Dr. Winston Gandy understands that America’s uneven access to health care is deadly. People of color live an average of six years fewer than their white counterparts; minorities suffer from less access and lower quality of health care. Gandy helped start several foundations to provide medical equipment and funding, combating these statistics by increasing resources for patients and professionals alike.
Winston Gandy is making history … by filling the gaps in the medical field. A world-class cardiologist practicing at Piedmont Heart Institute, Gandy has also taken on a personal commitment to improving quality of care outside of his hospital. Gandy founded the Maynard H. Jackson Foundation, named after the late Atlanta mayor who struggled with obesity and heart disease. Where resources like computers and medical equipment are lacking in Georgia, Gandy turns to MHJ’s partners, like the Bill & Melinda Gates Foundation. To increase patient access to low or no-cost prescription drugs, Gandy reaches out non-profit arms of pharmaceutical companies. To increase the disproportionately low number of black cardiologists, Gandy’s organization provides $60,000 in funding, precisely the difference between the cost of training and the value a young cardiologist provides to a medical institution.

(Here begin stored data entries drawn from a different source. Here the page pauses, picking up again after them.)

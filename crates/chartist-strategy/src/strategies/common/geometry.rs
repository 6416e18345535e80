//! 추세선 기하 유틸리티.
//!
//! 넥라인/추세선 투영, 근사 동일 비교, 삼각수렴 꼭짓점 계산을 제공합니다.

use super::pivots::{PivotKind, PivotPoint};

/// 꼭짓점이 구간 시작에서 최소한 떨어져야 하는 봉 수.
pub const MIN_APEX_DISTANCE: usize = 10;

/// 두 점 `(x1, y1)`, `(x2, y2)`를 지나는 직선의 `x` 위치 값.
///
/// 구간 밖은 외삽하며, `x1 == x2`이면 `y2`를 반환합니다.
pub fn line_at(x1: usize, y1: f64, x2: usize, y2: f64, x: usize) -> f64 {
    if x1 == x2 {
        return y2;
    }
    let t = (x as f64 - x1 as f64) / (x2 as f64 - x1 as f64);
    y1 + (y2 - y1) * t
}

/// `|a - b| / min(a, b) <= tol_pct`. 0 이하 값은 항상 false.
pub fn approx_equal(a: f64, b: f64, tol_pct: f64) -> bool {
    if a <= 0.0 || b <= 0.0 {
        return false;
    }
    (a - b).abs() / a.min(b) <= tol_pct
}

/// 두 피벗을 잇는 추세선.
#[derive(Debug, Clone, Copy, PartialEq)]
pub struct Trendline {
    /// 시작 피벗
    pub from: PivotPoint,
    /// 끝 피벗
    pub to: PivotPoint,
}

impl Trendline {
    /// 두 피벗으로 추세선을 만듭니다.
    pub fn through(from: PivotPoint, to: PivotPoint) -> Self {
        Self { from, to }
    }

    /// 봉당 기울기. 두 피벗의 인덱스가 같으면 None.
    pub fn slope(&self) -> Option<f64> {
        if self.from.index == self.to.index {
            return None;
        }
        Some((self.to.price - self.from.price) / (self.to.index as f64 - self.from.index as f64))
    }

    /// `index` 위치의 추세선 값.
    pub fn at(&self, index: usize) -> f64 {
        line_at(
            self.from.index,
            self.from.price,
            self.to.index,
            self.to.price,
            index,
        )
    }
}

/// 대칭 삼각수렴 (상단 하락, 하단 상승).
#[derive(Debug, Clone, Copy, PartialEq)]
pub struct Triangle {
    /// 상단 추세선 (첫/마지막 피벗 고점)
    pub upper: Trendline,
    /// 하단 추세선 (첫/마지막 피벗 저점)
    pub lower: Trendline,
    /// 패턴 시작 인덱스
    pub start_index: usize,
    /// 두 추세선이 만나는 인덱스
    pub apex_index: usize,
}

impl Triangle {
    /// 시작점에서 꼭짓점까지 중 `index`가 진행한 비율.
    pub fn breakout_fraction(&self, index: usize) -> f64 {
        (index as f64 - self.start_index as f64)
            / (self.apex_index as f64 - self.start_index as f64)
    }

    /// 시작 인덱스에서의 패턴 높이 (상단 - 하단).
    pub fn height(&self) -> f64 {
        self.upper.at(self.start_index) - self.lower.at(self.start_index)
    }
}

/// 피벗 목록에서 대칭 삼각수렴을 계산합니다.
///
/// 고점/저점이 각각 `min_pivots`개 이상 필요합니다. 상단 기울기가 음수,
/// 하단 기울기가 양수가 아니면 거부하고, 꼭짓점이 NaN/무한대이거나 시작점에서
/// [`MIN_APEX_DISTANCE`] 봉 이내이면 거부합니다.
pub fn solve_triangle(
    pivots: &[PivotPoint],
    window_start: usize,
    min_pivots: usize,
) -> Option<Triangle> {
    let highs: Vec<PivotPoint> = pivots
        .iter()
        .copied()
        .filter(|p| p.kind == PivotKind::High)
        .collect();
    let lows: Vec<PivotPoint> = pivots
        .iter()
        .copied()
        .filter(|p| p.kind == PivotKind::Low)
        .collect();
    if highs.len() < min_pivots.max(2) || lows.len() < min_pivots.max(2) {
        return None;
    }

    let upper = Trendline::through(highs[0], highs[highs.len() - 1]);
    let lower = Trendline::through(lows[0], lows[lows.len() - 1]);
    let upper_slope = upper.slope()?;
    let lower_slope = lower.slope()?;
    if upper_slope >= 0.0 || lower_slope <= 0.0 {
        return None;
    }

    let den = upper_slope - lower_slope;
    if den == 0.0 {
        return None;
    }
    let t_apex = (lower.from.price - upper.from.price + upper_slope * upper.from.index as f64
        - lower_slope * lower.from.index as f64)
        / den;
    if !t_apex.is_finite() {
        return None;
    }

    let start_index = upper.from.index.min(lower.from.index).min(window_start);
    let apex = t_apex.round();
    if apex <= (start_index + MIN_APEX_DISTANCE) as f64 {
        return None;
    }

    Some(Triangle {
        upper,
        lower,
        start_index,
        apex_index: apex as usize,
    })
}

#[cfg(test)]
mod tests {
    use super::*;

    fn high(index: usize, price: f64) -> PivotPoint {
        PivotPoint { index, price, kind: PivotKind::High }
    }

    fn low(index: usize, price: f64) -> PivotPoint {
        PivotPoint { index, price, kind: PivotKind::Low }
    }

    #[test]
    fn test_line_at_interpolates_and_extrapolates() {
        assert_eq!(line_at(0, 10.0, 10, 20.0, 5), 15.0);
        assert_eq!(line_at(0, 10.0, 10, 20.0, 20), 30.0);
        assert_eq!(line_at(4, 10.0, 4, 20.0, 9), 20.0);
    }

    #[test]
    fn test_approx_equal() {
        assert!(approx_equal(100.0, 101.0, 0.02));
        assert!(!approx_equal(100.0, 110.0, 0.02));
        assert!(!approx_equal(0.0, 0.0, 0.5));
    }

    #[test]
    fn test_solve_symmetric_triangle() {
        // 상단: 20 → 16 (idx 0 → 40), 하단: 10 → 12 (idx 2 → 42)
        let pivots = vec![high(0, 20.0), low(2, 10.0), high(20, 18.0), low(22, 11.0), high(40, 16.0), low(42, 12.0)];
        let tri = solve_triangle(&pivots, 0, 3).unwrap();

        // 상단 기울기 -0.1, 하단 기울기 +0.05 → 꼭짓점 = (10 - 20 + 0 - 0.1) / -0.15 ≈ 67
        assert_eq!(tri.start_index, 0);
        assert_eq!(tri.apex_index, 67);
        assert!((tri.height() - 10.1).abs() < 1e-9);
        assert!((tri.breakout_fraction(47) - 47.0 / 67.0).abs() < 1e-12);
    }

    #[test]
    fn test_rejects_non_converging_slopes() {
        let rising = vec![high(0, 16.0), low(2, 10.0), high(20, 18.0), low(22, 11.0), high(40, 20.0), low(42, 12.0)];
        assert!(solve_triangle(&rising, 0, 3).is_none());
    }

    #[test]
    fn test_rejects_insufficient_pivots() {
        let pivots = vec![high(0, 20.0), low(2, 10.0), high(40, 16.0), low(42, 12.0)];
        assert!(solve_triangle(&pivots, 0, 3).is_none());
    }

    #[test]
    fn test_rejects_apex_near_start() {
        // 가파르게 수렴하여 꼭짓점이 시작점 근처
        let pivots = vec![high(0, 20.0), low(1, 10.0), high(2, 16.0), low(3, 14.0), high(4, 15.5), low(5, 14.5)];
        assert!(solve_triangle(&pivots, 0, 3).is_none());
    }
}
//! 전략 에러 타입.

use chartist_core::ChartistError;
use thiserror::Error;

/// 전략 생성/설정 에러.
#[derive(Debug, Error)]
pub enum StrategyError {
    /// 알 수 없는 전략 유형
    #[error("알 수 없는 전략 유형: {0}")]
    UnknownType(String),

    /// 매개변수 파싱 실패
    #[error("전략 매개변수 파싱 실패: {0}")]
    Parse(String),

    /// 매개변수 범위 위반
    #[error("전략 매개변수 오류: {name}={value} (허용 범위 {expected})")]
    OutOfRange {
        name: &'static str,
        value: String,
        expected: &'static str,
    },
}

/// 전략 작업을 위한 Result 타입.
pub type StrategyResult<T> = Result<T, StrategyError>;

impl From<serde_json::Error> for StrategyError {
    fn from(err: serde_json::Error) -> Self {
        StrategyError::Parse(err.to_string())
    }
}

impl From<StrategyError> for ChartistError {
    fn from(err: StrategyError) -> Self {
        ChartistError::Strategy(err.to_string())
    }
}

/// 값이 조건을 만족하지 않으면 [`StrategyError::OutOfRange`]를 반환합니다.
pub(crate) fn ensure_range(
    ok: bool,
    name: &'static str,
    value: impl std::fmt::Display,
    expected: &'static str,
) -> StrategyResult<()> {
    if ok {
        Ok(())
    } else {
        Err(StrategyError::OutOfRange {
            name,
            value: value.to_string(),
            expected,
        })
    }
}
//! 전략 레지스트리.
//!
//! 설정 파일의 `strategy.type` 문자열(ID 또는 별칭)로 전략을 찾고, JSON
//! 매개변수를 검증하여 인스턴스를 생성합니다.

use std::fmt;
use std::str::FromStr;

use serde::Serialize;
use serde_json::Value;

use crate::error::{StrategyError, StrategyResult};
use crate::strategies::{
    PatternConfig, PatternStrategy, SupportResistanceConfig, SupportResistanceStrategy,
};
use crate::traits::Strategy;

/// 내장 전략 유형.
#[derive(Debug, Clone, Copy, PartialEq, Eq, Hash, Serialize)]
#[serde(rename_all = "snake_case")]
pub enum StrategyType {
    /// 지지/저항 돌파-회복
    SupportResistance,
    /// 차트 패턴
    Patterns,
}

/// 전략 메타데이터.
#[derive(Debug, Clone, Serialize)]
pub struct StrategyMeta {
    /// 전략 ID (snake_case)
    pub id: &'static str,
    /// 별칭
    pub aliases: &'static [&'static str],
    /// 전략 이름 (한글)
    pub name: &'static str,
    /// 전략 설명
    pub description: &'static str,
}

impl StrategyMeta {
    /// 전략 ID 또는 별칭으로 매칭
    pub fn matches(&self, query: &str) -> bool {
        self.id == query || self.aliases.contains(&query)
    }
}

static SUPPORT_RESISTANCE_META: StrategyMeta = StrategyMeta {
    id: "support_resistance",
    aliases: &["tsai_sen"],
    name: "지지/저항 돌파-회복",
    description: "박스 지지선 이탈 후 회복 시 롱 진입, 선택적으로 가짜 돌파 숏",
};

static PATTERNS_META: StrategyMeta = StrategyMeta {
    id: "patterns",
    aliases: &[],
    name: "차트 패턴",
    description: "머리어깨, 쌍봉/쌍바닥, 삼각수렴, 3파동 패턴 탐지",
};

impl StrategyType {
    /// 모든 내장 전략 유형.
    pub const ALL: [StrategyType; 2] = [StrategyType::SupportResistance, StrategyType::Patterns];

    /// 메타데이터.
    pub fn meta(&self) -> &'static StrategyMeta {
        match self {
            StrategyType::SupportResistance => &SUPPORT_RESISTANCE_META,
            StrategyType::Patterns => &PATTERNS_META,
        }
    }

    /// 매개변수로 전략 인스턴스를 생성합니다.
    ///
    /// `params`가 null이면 기본 설정을 사용합니다. 누락된 필드는 기본값,
    /// 알 수 없는 필드나 범위를 벗어난 값은 에러입니다.
    pub fn create(&self, params: &Value) -> StrategyResult<Box<dyn Strategy>> {
        let params = if params.is_null() {
            Value::Object(Default::default())
        } else {
            params.clone()
        };

        match self {
            StrategyType::SupportResistance => {
                let config: SupportResistanceConfig = serde_json::from_value(params)?;
                Ok(Box::new(SupportResistanceStrategy::new(config)?))
            }
            StrategyType::Patterns => {
                let config: PatternConfig = serde_json::from_value(params)?;
                Ok(Box::new(PatternStrategy::new(config)?))
            }
        }
    }
}

impl FromStr for StrategyType {
    type Err = StrategyError;

    fn from_str(s: &str) -> Result<Self, Self::Err> {
        let query = s.trim().to_ascii_lowercase();
        StrategyType::ALL
            .into_iter()
            .find(|t| t.meta().matches(&query))
            .ok_or_else(|| StrategyError::UnknownType(s.to_string()))
    }
}

impl fmt::Display for StrategyType {
    fn fmt(&self, f: &mut fmt::Formatter<'_>) -> fmt::Result {
        write!(f, "{}", self.meta().id)
    }
}

/// 유형 문자열과 매개변수로 전략을 생성합니다.
pub fn create_strategy(strategy_type: &str, params: &Value) -> StrategyResult<Box<dyn Strategy>> {
    strategy_type.parse::<StrategyType>()?.create(params)
}

/// 사용 가능한 전략 메타데이터 목록.
pub fn available_strategies() -> Vec<&'static StrategyMeta> {
    StrategyType::ALL.iter().map(StrategyType::meta).collect()
}
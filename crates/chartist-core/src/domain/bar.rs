//! 일봉(OHLCV) 데이터.
//!
//! 엔진은 시간순으로 정렬되고 중복이 제거된 `Bar` 시퀀스를 입력으로 받습니다.

use chrono::{DateTime, Utc};
use serde::{Deserialize, Serialize};

/// 백테스트를 실행하기 위한 최소 봉 개수.
pub const MIN_BARS: usize = 50;

/// 한 기간의 OHLCV 가격 기록.
#[derive(Debug, Clone, Copy, PartialEq, Serialize, Deserialize)]
pub struct Bar {
    /// 봉 시각
    pub time: DateTime<Utc>,
    /// 시가
    pub open: f64,
    /// 고가
    pub high: f64,
    /// 저가
    pub low: f64,
    /// 종가
    pub close: f64,
    /// 거래량 (음수 불가)
    pub volume: i64,
}

impl Bar {
    /// 새 봉을 생성합니다.
    pub fn new(
        time: DateTime<Utc>,
        open: f64,
        high: f64,
        low: f64,
        close: f64,
        volume: i64,
    ) -> Self {
        Self {
            time,
            open,
            high,
            low,
            close,
            volume,
        }
    }

    /// 모든 가격이 양수이고 유한한지 확인합니다.
    pub fn has_positive_prices(&self) -> bool {
        [self.open, self.high, self.low, self.close]
            .iter()
            .all(|p| p.is_finite() && *p > 0.0)
    }

    /// 고가와 저가의 차이.
    pub fn range(&self) -> f64 {
        self.high - self.low
    }
}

At the same time, the cardiologist works closely with student athletes to monitor their heart health, since cardiac arrest is the number one killer of young athletes. As medical director of an organization called Athlete’s Heart Beat, he and his team visit University of Georgia several times a year to provide screenings to student athletes — a battery of tests that would cost more than a thousand dollars in a medical facility. In more than a dozen years with Athlete’s Heart Beat, he’s disqualified only one player from competition, but he’s been able to identify early warning signs in others, who required changes in their workouts and further monitoring for safety’s sake. He also works with the NCAA and other athletic organizations to raise awareness about the importance of heart health in young athletes, hoping to save lives by increased understanding.
What’s next for Winston?
In 2009, Gandy instituted an endowment fund at his alma mater, University of Maryland. This fund, he hopes, will increase engagement in his field. “I am going to do everything within my power to come up with innovative ideas to engage the alumni, create ways to grow the relationship between the university’s departments and industry and potentially partner with other universities, businesses and foundations to continue to foster the great research and tremendous education at the University of Maryland,” he told The Campaign for Maryland Brief the same year.
In his own words …
“We want to raise awareness and focus on the disparities in a global way so we can improve the playing field,” said Gandy to Atlanta Woman magazine in 2006. “We plan to be the funding source for progress and for anyone who can address these disparities.”
A little-known fact …
According to the CDC, African-Americans have the highest rate of high blood pressure of all ethnic groups, and tend to develop it younger than other demographics.